Artist Depiction of H Pylori

H Pylori (Helicobacter Pylori) has been a controversy with rosacea for some time now.  Some experts dismiss H Pylori’s role in rosacea and yet it remains a controversy since other rosacea experts continue to discuss H Pylori as a possible factor in rosacea. A report in January 2010 states that “Helicobacter pylori infection is implicated in the pathogenesis of extradigestive diseases such as acne rosacea…” A report by Mc Leer, Lacey and Powell in 2009 listed H Pylori as a possible factor in the pathophysiology in rosacea. One report in 2003 suggests “some form of relationship between rosacea and H. pylori infection.” Two reports in 1996 suggested H Pylori’s role in rosacea with titles such as “Eradication of Helicobacter pylori as the only successful treatment in rosacea” and “Acne rosacea and Helicobacter pylori betrothed.” Rebora suggested in 1995 that the “role of H. pylori is more probable in erythrotic rosacea than in its papulopustular and granulomatous stages.” [1] These are just a few reports suggesting H Pylori as a factor in rosacea.
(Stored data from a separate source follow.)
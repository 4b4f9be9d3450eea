//! Offshore shore-proximity prior

use super::{union_shapes, RunContext};
use crate::config::{ShoreConfig, Side};
use crate::edge_file::{write_edge_file, EdgeFileMeta};
use crate::error::Result;
use crate::shapes::{get_shapes, CountryShape, ShapeSource};
use priorgen_algorithms::proximity::edges_by_proximity;
use priorgen_algorithms::region::{RegionMask, Resampling, ValueRange};
use priorgen_algorithms::vector::polygonize_mask;
use priorgen_core::io::read_geotiff;
use priorgen_core::{Raster, SpatialGeometry, CRS};
use std::path::PathBuf;
use tracing::info;

/// Intermediate and final products of the shore-proximity prior
#[derive(Debug, Clone)]
pub struct ShoreLayer {
    pub mask: RegionMask,
    /// Land polygons in the mask CRS
    pub land: SpatialGeometry,
    pub result: Raster<u8>,
}

/// Classify offshore pixels by distance to land
///
/// Land is every bathymetry pixel in the configured range (above sea level
/// by default). The in-range indicator is resampled bilinearly onto the
/// region mask grid, cut at `land_threshold` and polygonized there.
pub fn shore_proximity_layer(
    shapes: &[CountryShape],
    bathymetry: &Raster<f64>,
    config: &ShoreConfig,
) -> Result<ShoreLayer> {
    let region = union_shapes(shapes)?;
    let srs = CRS::from_epsg(config.epsg);
    let mask = RegionMask::from_geometry(&region, config.pixel_size, &srs)?;

    let range: ValueRange = config.land_range.parse()?;
    let indicated = mask.indicate_values(bathymetry, &range, Resampling::Bilinear, false)?;
    let threshold = config.land_threshold;
    let land = polygonize_mask(&indicated, |v| v > threshold);
    info!(range = %range, parts = land.0.len(), "polygonized land");

    let land = SpatialGeometry::new(land, srs);
    let result = edges_by_proximity(&mask, std::slice::from_ref(&land), &config.distances)?;

    Ok(ShoreLayer { mask, land, result })
}

/// Generate the offshore shore-proximity prior into the GLAES output directory
pub fn create_shore_proximity_prior<S: ShapeSource + ?Sized>(
    ctx: &RunContext,
    source: &S,
    config: &ShoreConfig,
) -> Result<PathBuf> {
    let save = config.save_shapes.then_some(ctx.shapes_cache.as_path());
    let shapes = get_shapes(source, &config.countries, Side::Offshore, save)?;

    let bathymetry_path = ctx.paths.potentials_source(&config.bathymetry);
    info!(path = %bathymetry_path.display(), "loading bathymetry");
    let bathymetry: Raster<f64> = read_geotiff(&bathymetry_path, None)?;

    let layer = shore_proximity_layer(&shapes, &bathymetry, config)?;

    let meta = EdgeFileMeta::new(&config.metadata, ctx.tail.as_str(), &config.distances);
    write_edge_file(&layer.result, &layer.mask, &meta, &ctx.paths.glaes_output_dir())
}
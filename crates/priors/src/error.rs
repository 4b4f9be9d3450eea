//! Error types for prior generation

use crate::config::Side;
use thiserror::Error;

/// Errors raised while generating a prior
#[derive(Error, Debug)]
pub enum PriorError {
    #[error(transparent)]
    Core(#[from] priorgen_core::Error),

    #[error("Unknown {side} country code: {code}")]
    UnknownCountry { code: String, side: Side },

    #[error("Invalid country code '{0}': expected two uppercase ASCII letters")]
    InvalidCountryCode(String),

    #[error("Empty geometry: {0}")]
    EmptyGeometry(String),

    #[error("Configuration error: {0}")]
    Config(#[from] serde_json::Error),

    #[error("IO error: {0}")]
    Io(#[from] std::io::Error),
}

/// Result type alias for prior generation
pub type Result<T> = std::result::Result<T, PriorError>;
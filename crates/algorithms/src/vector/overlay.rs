//! Polygon overlay

use geo::{Area, BooleanOps};
use geo_types::{MultiPolygon, Polygon};

/// Area of `a` not covered by `b`
pub fn difference(a: &MultiPolygon<f64>, b: &MultiPolygon<f64>) -> MultiPolygon<f64> {
    a.difference(b)
}

/// Everything inside `frame` that is not covered by `geometry`
pub fn complement_within(frame: &Polygon<f64>, geometry: &MultiPolygon<f64>) -> MultiPolygon<f64> {
    difference(&MultiPolygon::new(vec![frame.clone()]), geometry)
}

/// The part with the largest area, if any
pub fn largest_part(geometry: &MultiPolygon<f64>) -> Option<Polygon<f64>> {
    geometry
        .0
        .iter()
        .max_by(|a, b| a.unsigned_area().total_cmp(&b.unsigned_area()))
        .cloned()
}

#[cfg(test)]
mod tests {
    use super::*;
    use approx::assert_relative_eq;
    use geo::Contains;
    use geo_types::{point, polygon};

    #[test]
    fn test_complement_excludes_geometry() {
        let frame = polygon![(x: 0.0, y: 0.0), (x: 10.0, y: 0.0), (x: 10.0, y: 10.0), (x: 0.0, y: 10.0)];
        let land = MultiPolygon::new(vec![
            polygon![(x: 2.0, y: 2.0), (x: 4.0, y: 2.0), (x: 4.0, y: 4.0), (x: 2.0, y: 4.0)],
        ]);

        let sea = complement_within(&frame, &land);
        assert_relative_eq!(sea.unsigned_area(), 96.0, epsilon = 1e-9);
        assert!(!sea.contains(&point!(x: 3.0, y: 3.0)));
        assert!(sea.contains(&point!(x: 8.0, y: 8.0)));
    }

    #[test]
    fn test_largest_part() {
        // land splits the frame into a 2x10 strip and a 6x10 strip
        let frame = polygon![(x: 0.0, y: 0.0), (x: 10.0, y: 0.0), (x: 10.0, y: 10.0), (x: 0.0, y: 10.0)];
        let land = MultiPolygon::new(vec![
            polygon![(x: 2.0, y: -1.0), (x: 4.0, y: -1.0), (x: 4.0, y: 11.0), (x: 2.0, y: 11.0)],
        ]);

        let parts = complement_within(&frame, &land);
        assert_eq!(parts.0.len(), 2);
        let largest = largest_part(&parts).unwrap();
        assert_relative_eq!(largest.unsigned_area(), 60.0, epsilon = 1e-9);
        assert!(largest_part(&MultiPolygon::new(vec![])).is_none());
    }
}
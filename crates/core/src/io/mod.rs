//! I/O operations for reading and writing geospatial data

#[cfg(feature = "gdal")]
mod gdal_io;
mod metadata;
mod native;
mod vector;

#[cfg(feature = "gdal")]
pub use gdal_io::{read_geotiff, read_geotiff_metadata, write_geotiff, GeoTiffOptions};

#[cfg(not(feature = "gdal"))]
pub use native::{read_geotiff, read_geotiff_metadata, write_geotiff, GeoTiffOptions};

pub use metadata::{find as find_metadata, parse_gdal_xml, to_gdal_xml, MetadataItems};
pub use vector::read_shapefile;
When you consider the fact that H Pylori was ‘officially’ discovered in 1986 by Drs Marshall and Warren in Australia who both won the Nobel Prize in 2005 for this discovery and changed the textbooks about how bacteria can survive in the human stomach and its relation to ulcers and other gastric problems and the fact that this gram negative bacteria is considered an infection that half the world’s population is carrying with most being totally asymptomatic it is a wonder that anyone can even connect H Pylori with rosacea at all.  Yet the reports on H Pylori and rosacea keep coming out despite the fact that many reports negate H Pylori’s role in rosacea.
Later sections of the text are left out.